• [DIRECTIONS FOR THIS TASK] Please write out all of the entries exactly as they appear.

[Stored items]
//! In-process cache backend built on moka.

use async_trait::async_trait;
use moka::future::Cache;
use moka::Expiry;
use std::time::{Duration, Instant};

use crate::domain::ports::{CacheClient, CacheResult};

#[derive(Clone)]
struct Entry {
    value: Vec<u8>,
    ttl: Option<Duration>,
}

/// Each entry carries its own TTL; overwriting an entry restarts it.
struct PerEntryTtl;

impl Expiry<String, Entry> for PerEntryTtl {
    fn expire_after_create(&self, _key: &String, entry: &Entry, _created_at: Instant) -> Option<Duration> {
        entry.ttl
    }

    fn expire_after_update(
        &self,
        _key: &String,
        entry: &Entry,
        _updated_at: Instant,
        _duration_until_expiry: Option<Duration>,
    ) -> Option<Duration> {
        entry.ttl
    }
}

/// Single-node cache for deployments without Redis, and for tests.
#[derive(Clone)]
pub struct MemoryCacheClient {
    entries: Cache<String, Entry>,
}

impl MemoryCacheClient {
    pub fn new(max_capacity: u64) -> Self {
        let entries = Cache::builder()
            .max_capacity(max_capacity)
            .expire_after(PerEntryTtl)
            .build();

        Self { entries }
    }

    /// Whether `key` currently holds a live value.
    pub async fn contains(&self, key: &str) -> bool {
        self.entries.get(key).await.is_some()
    }
}

#[async_trait]
impl CacheClient for MemoryCacheClient {
    async fn get(&self, key: &str) -> CacheResult<Option<Vec<u8>>> {
        Ok(self.entries.get(key).await.map(|entry| entry.value))
    }

    async fn set(&self, key: &str, value: &[u8], ttl: Option<Duration>) -> CacheResult<()> {
        let entry = Entry {
            value: value.to_vec(),
            ttl,
        };
        self.entries.insert(key.to_string(), entry).await;
        Ok(())
    }

    async fn delete(&self, key: &str) -> CacheResult<()> {
        self.entries.invalidate(key).await;
        Ok(())
    }

    fn backend(&self) -> &'static str {
        "memory"
    }
}

#[cfg(test)]
mod tests {
    use super::*;

    #[tokio::test]
    async fn test_set_get_delete() {
        let cache = MemoryCacheClient::new(10);
        assert_eq!(cache.get("a").await.unwrap(), None);

        cache.set("a", b"one", None).await.unwrap();
        assert_eq!(cache.get("a").await.unwrap(), Some(b"one".to_vec()));

        cache.set("a", b"two", Some(Duration::from_secs(60))).await.unwrap();
        assert_eq!(cache.get("a").await.unwrap(), Some(b"two".to_vec()));

        cache.delete("a").await.unwrap();
        cache.delete("a").await.unwrap();
        assert!(!cache.contains("a").await);
    }

    #[tokio::test]
    async fn test_entries_expire_individually() {
        let cache = MemoryCacheClient::new(10);
        cache.set("short", b"x", Some(Duration::from_millis(30))).await.unwrap();
        cache.set("forever", b"y", None).await.unwrap();

        tokio::time::sleep(Duration::from_millis(80)).await;

        assert_eq!(cache.get("short").await.unwrap(), None);
        assert_eq!(cache.get("forever").await.unwrap(), Some(b"y".to_vec()));
    }

    #[tokio::test]
    async fn test_get_many_keeps_key_order() {
        let cache = MemoryCacheClient::new(10);
        cache.set("b", b"2", None).await.unwrap();

        let keys = vec!["a".to_string(), "b".to_string()];
        assert_eq!(cache.get_many(&keys).await.unwrap(), vec![None, Some(b"2".to_vec())]);
    }
}
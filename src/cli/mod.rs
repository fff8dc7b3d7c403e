//! Command-line interface.

pub mod commands;
pub mod output;

use anyhow::Result;
use clap::{Parser, Subcommand};
use std::path::PathBuf;

use crate::domain::errors::DomainError;
use crate::domain::models::Config;
use crate::infrastructure::config::ConfigLoader;
use crate::infrastructure::setup::build_context;
use commands::block::BlockArgs;
use commands::friend::FriendArgs;
use commands::init::InitArgs;
use commands::user::UserArgs;

#[derive(Parser, Debug)]
#[command(name = "roster", version, about = "Identity and relationship store")]
pub struct Cli {
    #[command(subcommand)]
    pub command: Commands,

    /// Output in JSON format
    #[arg(short, long, global = true)]
    pub json: bool,

    /// Config file to load instead of roster.yaml / roster.local.yaml
    #[arg(short, long, global = true, env = "ROSTER_CONFIG")]
    pub config: Option<PathBuf>,
}

#[derive(Subcommand, Debug)]
pub enum Commands {
    /// Write a default config file and create the database
    Init(InitArgs),
    /// User identity commands
    User(UserArgs),
    /// Friend relationship commands
    Friend(FriendArgs),
    /// Block list commands
    Block(BlockArgs),
}

impl Cli {
    pub fn load_config(&self) -> Result<Config> {
        match &self.config {
            Some(path) => ConfigLoader::load_from_file(path),
            None => ConfigLoader::load(),
        }
    }
}

/// Run a parsed command against `config`.
pub async fn run(cli: Cli, config: &Config) -> Result<()> {
    let json = cli.json;
    match cli.command {
        Commands::Init(args) => commands::init::execute(args, config, json).await,
        Commands::User(args) => commands::user::execute(args, &build_context(config).await?, json).await,
        Commands::Friend(args) => commands::friend::execute(args, &build_context(config).await?, json).await,
        Commands::Block(args) => commands::block::execute(args, &build_context(config).await?, json).await,
    }
}

/// Process exit code for a failed command.
pub fn exit_code(err: &anyhow::Error) -> i32 {
    match err.downcast_ref::<DomainError>() {
        Some(DomainError::NotFound { .. }) => 2,
        Some(DomainError::Conflict(_) | DomainError::PolicyViolation(_)) => 3,
        Some(DomainError::ValidationFailed(_) | DomainError::InvalidCursor(_)) => 4,
        Some(e) if e.is_retryable() => 75,
        _ => 1,
    }
}

/// Report `err` on stderr (or stdout as JSON) and exit.
pub fn handle_error(err: anyhow::Error, json_mode: bool) -> ! {
    let code = exit_code(&err);
    if json_mode {
        let retryable = err.downcast_ref::<DomainError>().is_some_and(DomainError::is_retryable);
        let body = serde_json::json!({
            "success": false,
            "error": format!("{err:#}"),
            "retryable": retryable,
        });
        println!("{}", serde_json::to_string_pretty(&body).unwrap_or_default());
    } else {
        eprintln!("Error: {err:#}");
    }
    std::process::exit(code)
}
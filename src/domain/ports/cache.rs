//! Cache tier port.

use async_trait::async_trait;
use std::time::Duration;
use thiserror::Error;

/// Failure of the cache tier itself. A miss is not an error.
#[derive(Debug, Error)]
pub enum CacheError {
    #[error("Cache connection error: {0}")]
    Connection(String),

    #[error("Cache operation timed out after {0:?}")]
    Timeout(Duration),

    #[error("Cache command failed: {0}")]
    Command(String),
}

pub type CacheResult<T> = Result<T, CacheError>;

/// Key-value cache client.
///
/// Every call may fail; callers must go through
/// [`SoftCache`](crate::adapters::cache::SoftCache) so failures never
/// reach business logic.
#[async_trait]
pub trait CacheClient: Send + Sync {
    /// `Ok(None)` on a miss.
    async fn get(&self, key: &str) -> CacheResult<Option<Vec<u8>>>;

    /// One slot per key, in key order.
    async fn get_many(&self, keys: &[String]) -> CacheResult<Vec<Option<Vec<u8>>>> {
        let mut values = Vec::with_capacity(keys.len());
        for key in keys {
            values.push(self.get(key).await?);
        }
        Ok(values)
    }

    /// Store `value`; `ttl = None` means no expiry.
    async fn set(&self, key: &str, value: &[u8], ttl: Option<Duration>) -> CacheResult<()>;

    /// Deleting a missing key succeeds.
    async fn delete(&self, key: &str) -> CacheResult<()>;

    /// Short backend name for logs.
    fn backend(&self) -> &'static str;
}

• [ANSWER SPACE]
//! In-process cache backend built on moka.

use async_trait::async_trait;
use moka::future::Cache;
use moka::Expiry;
use std::time::{Duration, Instant};

use crate::domain::ports::{CacheClient, CacheResult};

#[derive(Clone)]
struct Entry {
    value: Vec<u8>,
    ttl: Option<Duration>,
}

/// Each entry carries its own TTL; overwriting an entry restarts it.
struct PerEntryTtl;

impl Expiry<String, Entry> for PerEntryTtl {
    fn expire_after_create(&self, _key: &String, entry: &Entry, _created_at: Instant) -> Option<Duration> {
        entry.ttl
    }

    fn expire_after_update(
        &self,
        _key: &String,
        entry: &Entry,
        _updated_at: Instant,
        _duration_until_expiry: Option<Duration>,
    ) -> Option<Duration> {
        entry.ttl
    }
}

/// Single-node cache for deployments without Redis, and for tests.
#[derive(Clone)]
pub struct MemoryCacheClient {
    entries: Cache<String, Entry>,
}

impl MemoryCacheClient {
    pub fn new(max_capacity: u64) -> Self {
        let entries = Cache::builder()
            .max_capacity(max_capacity)
            .expire_after(PerEntryTtl)
            .build();

        Self { entries }
    }

    /// Whether `key` currently holds a live value.
    pub async fn contains(&self, key: &str) -> bool {
        self.entries.get(key).await.is_some()
    }
}

#[async_trait]
impl CacheClient for MemoryCacheClient {
    async fn get(&self, key: &str) -> CacheResult<Option<Vec<u8>>> {
        Ok(self.entries.get(key).await.map(|entry| entry.value))
    }

    async fn set(&self, key: &str, value: &[u8], ttl: Option<Duration>) -> CacheResult<()> {
        let entry = Entry {
            value: value.to_vec(),
            ttl,
        };
        self.entries.insert(key.to_string(), entry).await;
        Ok(())
    }

    async fn delete(&self, key: &str) -> CacheResult<()> {
        self.entries.invalidate(key).await;
        Ok(())
    }

    fn backend(&self) -> &'static str {
        "memory"
    }
}

#[cfg(test)]
mod tests {
    use super::*;

    #[tokio::test]
    async fn test_set_get_delete() {
        let cache = MemoryCacheClient::new(10);
        assert_eq!(cache.get("a").await.unwrap(), None);

        cache.set("a", b"one", None).await.unwrap();
        assert_eq!(cache.get("a").await.unwrap(), Some(b"one".to_vec()));

        cache.set("a", b"two", Some(Duration::from_secs(60))).await.unwrap();
        assert_eq!(cache.get("a").await.unwrap(), Some(b"two".to_vec()));

        cache.delete("a").await.unwrap();
        cache.delete("a").await.unwrap();
        assert!(!cache.contains("a").await);
    }

    #[tokio::test]
    async fn test_entries_expire_individually() {
        let cache = MemoryCacheClient::new(10);
        cache.set("short", b"x", Some(Duration::from_millis(30))).await.unwrap();
        cache.set("forever", b"y", None).await.unwrap();

        tokio::time::sleep(Duration::from_millis(80)).await;

        assert_eq!(cache.get("short").await.unwrap(), None);
        assert_eq!(cache.get("forever").await.unwrap(), Some(b"y".to_vec()));
    }

    #[tokio::test]
    async fn test_get_many_keeps_key_order() {
        let cache = MemoryCacheClient::new(10);
        cache.set("b", b"2", None).await.unwrap();

        let keys = vec!["a".to_string(), "b".to_string()];
        assert_eq!(cache.get_many(&keys).await.unwrap(), vec![None, Some(b"2".to_vec())]);
    }
}
filename src/cli/mod.rs
repository fff8dc7b3d7c403e
//! Command-line interface.

pub mod commands;
pub mod output;

use anyhow::Result;
use clap::{Parser, Subcommand};
use std::path::PathBuf;

use crate::domain::errors::DomainError;
use crate::domain::models::Config;
use crate::infrastructure::config::ConfigLoader;
use crate::infrastructure::setup::build_context;
use commands::block::BlockArgs;
use commands::friend::FriendArgs;
use commands::init::InitArgs;
use commands::user::UserArgs;

#[derive(Parser, Debug)]
#[command(name = "roster", version, about = "Identity and relationship store")]
pub struct Cli {
    #[command(subcommand)]
    pub command: Commands,

    /// Output in JSON format
    #[arg(short, long, global = true)]
    pub json: bool,

    /// Config file to load instead of roster.yaml / roster.local.yaml
    #[arg(short, long, global = true, env = "ROSTER_CONFIG")]
    pub config: Option<PathBuf>,
}

#[derive(Subcommand, Debug)]
pub enum Commands {
    /// Write a default config file and create the database
    Init(InitArgs),
    /// User identity commands
    User(UserArgs),
    /// Friend relationship commands
    Friend(FriendArgs),
    /// Block list commands
    Block(BlockArgs),
}

impl Cli {
    pub fn load_config(&self) -> Result<Config> {
        match &self.config {
            Some(path) => ConfigLoader::load_from_file(path),
            None => ConfigLoader::load(),
        }
    }
}

/// Run a parsed command against `config`.
pub async fn run(cli: Cli, config: &Config) -> Result<()> {
    let json = cli.json;
    match cli.command {
        Commands::Init(args) => commands::init::execute(args, config, json).await,
        Commands::User(args) => commands::user::execute(args, &build_context(config).await?, json).await,
        Commands::Friend(args) => commands::friend::execute(args, &build_context(config).await?, json).await,
        Commands::Block(args) => commands::block::execute(args, &build_context(config).await?, json).await,
    }
}

/// Process exit code for a failed command.
pub fn exit_code(err: &anyhow::Error) -> i32 {
    match err.downcast_ref::<DomainError>() {
        Some(DomainError::NotFound { .. }) => 2,
        Some(DomainError::Conflict(_) | DomainError::PolicyViolation(_)) => 3,
        Some(DomainError::ValidationFailed(_) | DomainError::InvalidCursor(_)) => 4,
        Some(e) if e.is_retryable() => 75,
        _ => 1,
    }
}

/// Report `err` on stderr (or stdout as JSON) and exit.
pub fn handle_error(err: anyhow::Error, json_mode: bool) -> ! {
    let code = exit_code(&err);
    if json_mode {
        let retryable = err.downcast_ref::<DomainError>().is_some_and(DomainError::is_retryable);
        let body = serde_json::json!({
            "success": false,
            "error": format!("{err:#}"),
            "retryable": retryable,
        });
        println!("{}", serde_json::to_string_pretty(&body).unwrap_or_default());
    } else {
        eprintln!("Error: {err:#}");
    }
    std::process::exit(code)
}
filename src/domain/ports/cache.rs
//! Cache tier port.

use async_trait::async_trait;
use std::time::Duration;
use thiserror::Error;

/// Failure of the cache tier itself. A miss is not an error.
#[derive(Debug, Error)]
pub enum CacheError {
    #[error("Cache connection error: {0}")]
    Connection(String),

    #[error("Cache operation timed out after {0:?}")]
    Timeout(Duration),

    #[error("Cache command failed: {0}")]
    Command(String),
}

pub type CacheResult<T> = Result<T, CacheError>;

/// Key-value cache client.
///
/// Every call may fail; callers must go through
/// [`SoftCache`](crate::adapters::cache::SoftCache) so failures never
/// reach business logic.
#[async_trait]
pub trait CacheClient: Send + Sync {
    /// `Ok(None)` on a miss.
    async fn get(&self, key: &str) -> CacheResult<Option<Vec<u8>>>;

    /// One slot per key, in key order.
    async fn get_many(&self, keys: &[String]) -> CacheResult<Vec<Option<Vec<u8>>>> {
        let mut values = Vec::with_capacity(keys.len());
        for key in keys {
            values.push(self.get(key).await?);
        }
        Ok(values)
    }

    /// Store `value`; `ttl = None` means no expiry.
    async fn set(&self, key: &str, value: &[u8], ttl: Option<Duration>) -> CacheResult<()>;

    /// Deleting a missing key succeeds.
    async fn delete(&self, key: &str) -> CacheResult<()>;

    /// Short backend name for logs.
    fn backend(&self) -> &'static str;
}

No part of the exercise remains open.